Первородный грех. Книга первая - Габриэль Мариус. Страница 44
Над всей деревней все еще гордо развевались республиканские флаги. Четырнадцатого числа на главной площади было шумное веселье. Музыканты местного духового оркестрика играли так, что у них чуть щеки не полопались, и все, кто еще мог стоять на ногах, взявшись за руки, танцевали sardana, каталонский народный танец.

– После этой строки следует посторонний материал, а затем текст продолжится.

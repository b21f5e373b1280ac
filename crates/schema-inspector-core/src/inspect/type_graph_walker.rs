use crate::host::HostType;
use crate::host::HostTypeRef;
use crate::inspect::InspectionContext;
use crate::inspect::InterfaceFieldPolicy;
use crate::report::SchemaReport;
use crate::report::SchemaReportBuilder;
use crate::report::SkipReason;
use crate::schema::FieldCoordinate;
use crate::schema::FieldsContainer;
use crate::schema::ObjectType;
use crate::schema::SchemaField;
use crate::schema::SchemaType;
use std::collections::HashSet;

/// Walks the schema type graph from the root operation types, pairing each
/// reachable schema type with the host types that back it and recording
/// every schema field that nothing can serve.
///
/// Each (schema type, host type) pair is checked at most once, so cycles in
/// the schema terminate.
pub(crate) struct TypeGraphWalker<'a> {
    ctx: InspectionContext<'a>,
    report: SchemaReportBuilder,
    visited: HashSet<(&'a str, &'a str)>,
}
impl<'a> TypeGraphWalker<'a> {
    pub fn new(ctx: InspectionContext<'a>) -> Self {
        Self {
            ctx,
            report: SchemaReportBuilder::new(),
            visited: HashSet::new(),
        }
    }

    pub fn walk(mut self) -> SchemaReport {
        let schema = self.ctx.schema;
        for (operation, root_type) in schema.root_operation_types() {
            log::debug!("inspecting {operation:?} root type `{}`", root_type.name());
            self.report.mark_visiting(root_type.name());
            for field in root_type.fields().values() {
                let coordinate = field.coordinate();
                match self.ctx.controllers.get(&coordinate).copied() {
                    Some(method) => self.check_field(field, &coordinate, method.return_type()),
                    None => {
                        self.report.add_unmapped_field(&coordinate);
                    },
                }
            }
            self.report.mark_resolved(root_type.name());
        }

        self.check_registrations();
        self.report.build()
    }

    /// Controller registrations for fields the schema doesn't have, and
    /// bound arguments that the schema field doesn't declare.
    fn check_registrations(&mut self) {
        let schema = self.ctx.schema;
        for (coordinate, method) in &self.ctx.controllers {
            let method_desc = method.to_string();
            let Some(field) = schema.field(coordinate) else {
                self.report.add_unmapped_registration(coordinate, method_desc.as_str());
                continue;
            };
            for argument_name in method.arguments() {
                if !field.arguments().contains_key(argument_name) {
                    self.report.add_unmapped_argument(
                        coordinate,
                        argument_name.as_str(),
                        method_desc.as_str(),
                    );
                }
            }
        }
    }

    /// Checks the schema type a field returns against the host type that
    /// serves the field.
    fn check_field(
        &mut self,
        field: &'a SchemaField,
        coordinate: &FieldCoordinate,
        host_type_ref: &'a HostTypeRef,
    ) {
        let schema = self.ctx.schema;
        let Some(output_type) = field.type_annotation().innermost_type(schema) else {
            return;
        };
        let element = host_type_ref.element_type(self.ctx.wrapper_types);
        log::trace!(
            "`{coordinate}` returns `{}` backed by `{element}`",
            output_type.name(),
        );

        match output_type {
            SchemaType::Object(obj) => self.check_object(obj, coordinate, element),
            SchemaType::Interface(_) | SchemaType::Union(_) =>
                self.check_polymorphic(output_type, coordinate, element),
            leaf_type if leaf_type.is_leaf() => self.report.mark_resolved(leaf_type.name()),
            // Output fields never reference input types in a built graph.
            _ => (),
        }
    }

    /// Checks every field of a schema type against one host type.
    fn check_fields(
        &mut self,
        container: &'a FieldsContainer,
        host_type: &'a HostType,
    ) {
        if !self.visited.insert((container.name(), host_type.path())) {
            return;
        }

        log::trace!("checking `{}` against `{}`", container.name(), host_type.path());
        self.report.mark_checked(container.name(), host_type.path());
        self.report.mark_visiting(container.name());
        for field in container.fields().values() {
            let coordinate = field.coordinate();
            if let Some(method) = self.ctx.controllers.get(&coordinate).copied() {
                self.check_field(field, &coordinate, method.return_type());
            } else if let Some(member_type_ref) = host_type.member(field.name()) {
                self.check_field(field, &coordinate, member_type_ref);
            } else {
                self.report.add_unmapped_field(&coordinate);
            }
        }
        self.report.mark_resolved(container.name());
    }

    /// Checks one object type that may be returned where `declared` is
    /// expected. Returns `true` if it was checked against any host type.
    ///
    /// A concrete `declared` type only ever backs the object type it was
    /// resolved for. When `binds_directly` is set (the object type *is* the
    /// field's type) the concrete type is used as-is; otherwise the object
    /// type is an implementation that the data fetcher never returns.
    fn check_member(
        &mut self,
        member: &'a ObjectType,
        coordinate: &FieldCoordinate,
        declared: &'a HostType,
        binds_directly: bool,
    ) -> bool {
        if !declared.is_abstract() {
            if binds_directly {
                self.check_fields(member, declared);
                return true;
            }

            let candidates = self.ctx.candidates(member.name(), Some(declared));
            if candidates.iter().any(|candidate| candidate.path() == declared.path()) {
                self.check_fields(member, declared);
                return true;
            }
            self.skip(
                member.name(),
                candidates.first().map(|candidate| candidate.path()),
                coordinate,
                SkipReason::NotActiveImplementation,
            );
            return false;
        }

        let registry = self.ctx.registry;
        let candidates = self.ctx.candidates(member.name(), Some(declared));
        let active = candidates.iter()
            .copied()
            .filter(|candidate| registry.is_assignable(candidate.path(), declared.path()))
            .collect::<Vec<_>>();

        if active.is_empty() {
            let reason =
                if candidates.is_empty() {
                    SkipReason::NoHostCandidate
                } else {
                    SkipReason::NotAssignable
                };
            self.skip(
                member.name(),
                candidates.first().map(|candidate| candidate.path()),
                coordinate,
                reason,
            );
            return false;
        }

        for host_type in active {
            self.check_fields(member, host_type);
        }
        true
    }

    fn check_object(
        &mut self,
        obj: &'a ObjectType,
        coordinate: &FieldCoordinate,
        element: &'a HostTypeRef,
    ) {
        match self.declared_host_type(element) {
            Ok(declared) => {
                self.check_member(obj, coordinate, declared, true);
            },
            Err(reason) =>
                self.skip(obj.name(), element.path(), coordinate, reason),
        }
    }

    /// Checks an interface or union against the host type declared for it by
    /// checking each of its possible object types in turn.
    fn check_polymorphic(
        &mut self,
        type_: &'a SchemaType,
        coordinate: &FieldCoordinate,
        element: &'a HostTypeRef,
    ) {
        let schema = self.ctx.schema;
        let member_names = schema.possible_type_names(type_.name());

        let declared = match self.declared_host_type(element) {
            Ok(declared) => declared,
            Err(reason) => {
                for member_name in member_names {
                    self.skip(member_name, element.path(), coordinate, reason);
                }
                self.report.mark_skipped(type_.name());
                return;
            },
        };

        self.report.mark_visiting(type_.name());
        let mut any_checked = false;
        // A concrete declared type is checked per implementation below.
        if self.ctx.interface_field_policy == InterfaceFieldPolicy::IncludeAbstractType
            && declared.is_abstract()
            && let Some(iface) = type_.as_interface() {
            self.check_fields(iface, declared);
            any_checked = true;
        }

        for member_name in member_names {
            let Some(member) = schema.get_type(member_name).and_then(SchemaType::as_object) else {
                continue;
            };
            any_checked |= self.check_member(member, coordinate, declared, false);
        }

        if any_checked {
            self.report.mark_resolved(type_.name());
        } else {
            self.report.mark_skipped(type_.name());
        }
    }

    fn declared_host_type(
        &self,
        element: &'a HostTypeRef,
    ) -> std::result::Result<&'a HostType, SkipReason> {
        match element {
            HostTypeRef::Named { path, .. } =>
                self.ctx.registry.get(path).ok_or(SkipReason::UnknownHostType),
            HostTypeRef::List(_) | HostTypeRef::Opaque | HostTypeRef::Optional(_) =>
                Err(SkipReason::OpaqueHostType),
        }
    }

    fn skip(
        &mut self,
        type_name: &str,
        host_type: Option<&str>,
        coordinate: &FieldCoordinate,
        reason: SkipReason,
    ) {
        self.report.add_skipped_type(type_name, host_type, Some(coordinate), reason);
        self.report.mark_skipped(type_name);
    }
}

Конечно, нашлось несколько старых роялистов, которые огорчились, что сбросили с трона короля, даже такого ничтожного, как Альфонс XIII. А кое-кто из крайне левых, вроде Франческа Эдуарда, хотел бы более радикальных перемен, нежели создание Республики. Однако большая часть жителей Сан-Люка веселились от души. В весеннем воздухе витал аромат истинной свободы. Предвкушения реформ и новой, лучшей жизни носились над деревней, как скворцы над зеленеющими полями. И Мерседес была в восторге от того, что этот праздник совпал с днем, когда ей исполнилось тринадцать лет.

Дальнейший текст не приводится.